• _Exercise objective_:
Some lines in the listing hold the word "TargetMin". Return each of them.

··········

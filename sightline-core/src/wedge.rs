//! Visibility wedges: the triangle an observer facing toward decreasing Y can see, cut
//! off at a horizontal horizon line.

use std::f64::consts::PI;

use serde::{Deserialize, Serialize};

use crate::{
    entity::Entity, error::VisibilityError, point::Point, polygon::Polygon, segment::Segment,
};

/// Where the far edge of every wedge lies.
#[derive(Debug, Copy, Clone, PartialEq, Serialize, Deserialize)]
#[serde(rename_all = "snake_case")]
pub enum Horizon {
    /// A fixed y-coordinate.
    Fixed(f64),
    /// The smallest y over all target footprints (0 when there are no targets).
    TargetMin,
}

impl Default for Horizon {
    fn default() -> Self {
        Horizon::Fixed(0.)
    }
}

impl Horizon {
    pub fn resolve(&self, targets: &[Entity]) -> f64 {
        match self {
            Horizon::Fixed(y) => *y,
            Horizon::TargetMin => targets
                .iter()
                .flat_map(|t| t.polygon().vertices())
                .map(|v| v.y)
                .reduce(f64::min)
                .unwrap_or(0.),
        }
    }
}

/// Horizontal segment at `horizon` bounding what `p` sees with full field-of-view `fov`.
///
/// The half-width follows from the right triangle between the vertical drop to the
/// horizon and the half-angle: `Δ = (p.y - y₀)·√(1/cos²(θ/2) - 1)`, i.e.
/// `(p.y - y₀)·tan(θ/2)`.
pub fn visible_border(p: &Point, fov: f64, horizon: f64) -> Result<Segment, VisibilityError> {
    if !(fov > 0. && fov < PI) {
        return Err(VisibilityError::InvalidFov(fov));
    }
    if !(p.y > horizon) {
        return Err(VisibilityError::ObserverBeyondHorizon { observer: *p, horizon });
    }
    let half_cos = (fov / 2.).cos();
    let dx = (p.y - horizon) * (1. / (half_cos * half_cos) - 1.).sqrt();
    Ok(Segment::new(
        Point::new(p.x - dx, horizon),
        Point::new(p.x + dx, horizon),
    ))
}

/// Triangle from `p` to both ends of `border`.
pub fn visibility_wedge(p: &Point, border: &Segment) -> Polygon {
    Polygon::new(vec![
        Segment::new(*p, border.p1),
        *border,
        Segment::new(*p, border.p2),
    ])
}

··········

• _Written solution_:
    TargetMin,
            Horizon::TargetMin => targets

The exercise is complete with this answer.